--- DATASET Enclosed Below ---
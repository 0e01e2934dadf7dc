//! Stage 1: static detection of "theater" in produced artifacts.
//!
//! Theater is work that looks finished without being finished: placeholder
//! markers, stub bodies, assertions that cannot fail and hard-coded success
//! output. Each rule carries a weight; an artifact's score is the sum of the
//! weights of every match, and a score above the threshold fails the stage.

use crate::report::{AuditStage, Finding, Severity};
use baton_core::{BatonError, BatonResult};
use regex::Regex;
use serde::{Deserialize, Serialize};

/// Default failure threshold.
pub const DEFAULT_THEATER_THRESHOLD: f64 = 40.0;

/// A pattern rule as configured.
#[derive(Debug, Clone, PartialEq, Serialize, Deserialize)]
pub struct RuleDefinition {
    /// Rule id reported in findings.
    pub id: String,
    /// Regular expression matched line by line.
    pub pattern: String,
    /// Score added per matching line.
    pub weight: f64,
    /// What the rule detects.
    pub description: String,
}

impl RuleDefinition {
    fn new(id: &str, pattern: &str, weight: f64, description: &str) -> Self {
        Self {
            id: id.to_string(),
            pattern: pattern.to_string(),
            weight,
            description: description.to_string(),
        }
    }
}

/// Built-in rule set.
pub fn default_rules() -> Vec<RuleDefinition> {
    vec![
        RuleDefinition::new(
            "placeholder-marker",
            r"\b(TODO|FIXME|XXX|HACK)\b",
            5.0,
            "placeholder marker left in the output",
        ),
        RuleDefinition::new(
            "unimplemented",
            r"\b(unimplemented!|todo!)\s*\(|raise\s+NotImplementedError|throw\s+new\s+Error\(\s*['\x22]not implemented",
            25.0,
            "body explicitly left unimplemented",
        ),
        RuleDefinition::new(
            "empty-stub",
            r"^\s*(pass|\.\.\.)\s*$|\bfn\s+\w+\s*\([^)]*\)\s*(->\s*[^{]+)?\{\s*\}|\bfunction\s+\w+\s*\([^)]*\)\s*\{\s*\}",
            15.0,
            "function or block with an empty body",
        ),
        RuleDefinition::new(
            "always-true-assert",
            r"assert!\s*\(\s*true\s*\)|assert_eq!\s*\(\s*(true\s*,\s*true|1\s*,\s*1)\s*\)|\bassert\s+True\b|\bassert\s+1\s*==\s*1\b|expect\(\s*true\s*\)\.toBe\(\s*true\s*\)",
            30.0,
            "assertion that cannot fail",
        ),
        RuleDefinition::new(
            "hardcoded-success",
            r"(?i)\b(mock|fake|dummy|stub)_?(result|response|success|output)\b|(print\w*!?|console\.log)\s*\(\s*['\x22](all\s+)?tests?\s+passed",
            20.0,
            "success reported without being computed",
        ),
    ]
}

#[derive(Debug)]
struct CompiledRule {
    def: RuleDefinition,
    regex: Regex,
}

/// Outcome of scanning one artifact.
#[derive(Debug, Clone, PartialEq)]
pub struct ScanReport {
    /// Sum of matched rule weights.
    pub score: f64,
    /// One finding per matching line and rule.
    pub findings: Vec<Finding>,
}

/// Weighted pattern scanner.
#[derive(Debug)]
pub struct TheaterScanner {
    rules: Vec<CompiledRule>,
    threshold: f64,
}

impl TheaterScanner {
    /// Scanner with the built-in rules.
    pub fn new(threshold: f64) -> BatonResult<Self> {
        Self::with_rules(threshold, default_rules())
    }

    /// Scanner with a custom rule set.
    pub fn with_rules(threshold: f64, definitions: Vec<RuleDefinition>) -> BatonResult<Self> {
        if threshold.is_nan() || threshold <= 0.0 {
            return Err(BatonError::Config(format!(
                "theater threshold must be positive, got {threshold}"
            )));
        }
        let rules = definitions
            .into_iter()
            .map(|def| {
                let regex = Regex::new(&def.pattern).map_err(|e| {
                    BatonError::Config(format!("theater rule '{}': {e}", def.id))
                })?;
                Ok(CompiledRule { def, regex })
            })
            .collect::<BatonResult<Vec<_>>>()?;
        Ok(Self { rules, threshold })
    }

    /// Failure threshold.
    pub fn threshold(&self) -> f64 {
        self.threshold
    }

    /// Whether a score fails the stage.
    pub fn fails(&self, score: f64) -> bool {
        score > self.threshold
    }

    /// Scans `content`, attributing findings to `file`.
    pub fn scan(&self, file: &str, content: &str) -> ScanReport {
        let mut score = 0.0;
        let mut findings = Vec::new();
        for (idx, line) in content.lines().enumerate() {
            for rule in &self.rules {
                if rule.regex.is_match(line) {
                    score += rule.def.weight;
                    findings.push(
                        Finding::new(
                            AuditStage::TheaterScan,
                            &rule.def.id,
                            severity_for(rule.def.weight),
                            format!("{}: {}", rule.def.description, line.trim()),
                        )
                        .at(file, idx + 1),
                    );
                }
            }
        }
        ScanReport { score, findings }
    }
}

fn severity_for(weight: f64) -> Severity {
    if weight >= 30.0 {
        Severity::High
    } else if weight >= 15.0 {
        Severity::Medium
    } else {
        Severity::Low
    }
}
--- End of Enclosed DATASET ---
WHAT IS NEEDED.
Filter the listing for the word "PartialEq" and copy each line that has it.

SOLUTION.
#[derive(Debug, Clone, PartialEq, Serialize, Deserialize)]
#[derive(Debug, Clone, PartialEq)]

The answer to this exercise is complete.